Wednesday, July 8, 2015

The next step....

You have all followed me through this journey of losing my mom.  You have read my blog, my feelings, raw emotions typed while tears are streaming down my face.  Last year was the worst year of my life, no denying it.

But it has been 14 months now.  And even though I miss her desperately, the pain isn't as strong.  It doesn't take my breathe away, it just gives me a sick feeling in my stomach and a loneliness in my heart.  I am surrounded by people I love, but she was the one person I talked to daily, about everything and nothing, all at the same time.

So... where do we go from here?  Is the story over?

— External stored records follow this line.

use std::sync::Arc;

use opsdeck_observability::{emit_lifecycle, LifecycleEvent, ProcessKind, RunRecord};
use tracing::Level;

use crate::catalog::{BuildContext, TaskCatalog};
use crate::config::OrchestratorConfig;
use crate::error::{OrchestratorError, Result};
use crate::launcher::ProcessLauncher;
use crate::ledger::{new_run_id, Run, RunLedger};
use crate::model::{OrchestratorState, RunView, TaskParams, TaskSummary};

pub const EXECUTOR_MODE: &str = "local";

/// The public contract. Cheap to clone; every clone shares one ledger.
#[derive(Debug, Clone)]
pub struct Orchestrator {
    config: Arc<OrchestratorConfig>,
    catalog: Arc<TaskCatalog>,
    context: Arc<BuildContext>,
    ledger: RunLedger,
    launcher: ProcessLauncher,
    process: ProcessKind,
}

impl Orchestrator {
    pub fn new(config: OrchestratorConfig, process: ProcessKind) -> Self {
        Self::with_catalog(config, TaskCatalog::builtin(), process)
    }

    pub fn with_catalog(
        config: OrchestratorConfig,
        catalog: TaskCatalog,
        process: ProcessKind,
    ) -> Self {
        let ledger = RunLedger::new(config.max_runs);
        let launcher = ProcessLauncher::new(ledger.clone(), config.task_timeout, process);
        let context = BuildContext::from_config(&config);
        Self {
            config: Arc::new(config),
            catalog: Arc::new(catalog),
            context: Arc::new(context),
            ledger,
            launcher,
            process,
        }
    }

    pub fn config(&self) -> &OrchestratorConfig {
        &self.config
    }

    pub fn list_tasks(&self) -> Vec<TaskSummary> {
        self.catalog.list()
    }

    pub async fn list_runs(&self) -> Vec<RunView> {
        self.ledger.snapshot().await
    }

    pub async fn run(&self, run_id: &str) -> Option<RunView> {
        self.ledger.get(run_id).await
    }

    pub async fn state(&self) -> OrchestratorState {
        let runs = self.ledger.snapshot().await;
        let running_count = self.ledger.running_count().await;
        OrchestratorState {
            executor_mode: EXECUTOR_MODE.to_string(),
            workspace_root: self.config.workspace_root.display().to_string(),
            tasks: self.catalog.list(),
            runs,
            running_count,
        }
    }

    /// Admit and launch one run of `task_id`.
    ///
    /// Rejections create no run. Once admitted, launch problems are recorded
    /// on the returned run instead of being raised.
    pub async fn run_task(&self, task_id: &str, params: TaskParams) -> Result<RunView> {
        match self.admit(task_id, params).await {
            Ok(admitted) => Ok(admitted),
            Err(err) => {
                emit_lifecycle(
                    Level::WARN,
                    self.process,
                    LifecycleEvent::RunRejected,
                    RunRecord {
                        task_id: Some(task_id),
                        error_code: Some(err.code()),
                        detail: Some(&err.to_string()),
                        ..Default::default()
                    },
                );
                Err(err)
            }
        }
    }

    async fn admit(&self, task_id: &str, params: TaskParams) -> Result<RunView> {
        let workspace_root = &self.config.workspace_root;
        if !workspace_root.is_dir() {
            return Err(OrchestratorError::WorkspaceMissing(workspace_root.clone()));
        }
        let task = self
            .catalog
            .resolve(task_id)
            .ok_or_else(|| OrchestratorError::UnknownTask(task_id.to_string()))?;
        if task.single_flight {
            if let Some(existing) = self.ledger.find_running(&task.id).await {
                return Err(busy(&existing));
            }
        }
        let plan = task.build(&self.context, &params)?;
        let run = Run::start(
            new_run_id(),
            task,
            &plan,
            params,
            self.config.max_output_chars,
        );
        let admitted = self.ledger.try_register(run).await.map_err(|existing| busy(&existing))?;

        emit_lifecycle(
            Level::INFO,
            self.process,
            LifecycleEvent::RunAdmitted,
            RunRecord {
                task_id: Some(&admitted.task_id),
                run_id: Some(&admitted.id),
                status: Some(admitted.status.as_str()),
                detail: Some(&admitted.command_line),
                ..Default::default()
            },
        );

        if let Err(err) = self.launcher.launch(&plan, &admitted.id).await {
            tracing::warn!(run_id = %admitted.id, error = %err, "run failed to launch");
        }
        Ok(self.ledger.get(&admitted.id).await.unwrap_or(admitted))
    }
}

fn busy(existing: &RunView) -> OrchestratorError {
    OrchestratorError::Busy {
        task_id: existing.task_id.clone(),
        title: existing.title.clone(),
        run_id: existing.id.clone(),
    }
}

Now begins the next step- and I share this only because I think there are others who are as scared as I am and want to have this done- genetic testing.  My mother's breast cancer was swift and short and deadly.  She had what is called Inflammatory Breast Cancer.  It is basically the queen of all breast cancers.  It doesn't form a tumor, so the mammograms and self-checks my mom did were in vain.  This cancer spreads through the tissue.  Because of this, it is very hard to diagnose.  It is rarely found before it is stage 3, my mom's was stage 4.  She didn't have a clue that cancer was destroying her until it was already in her lymph-nodes.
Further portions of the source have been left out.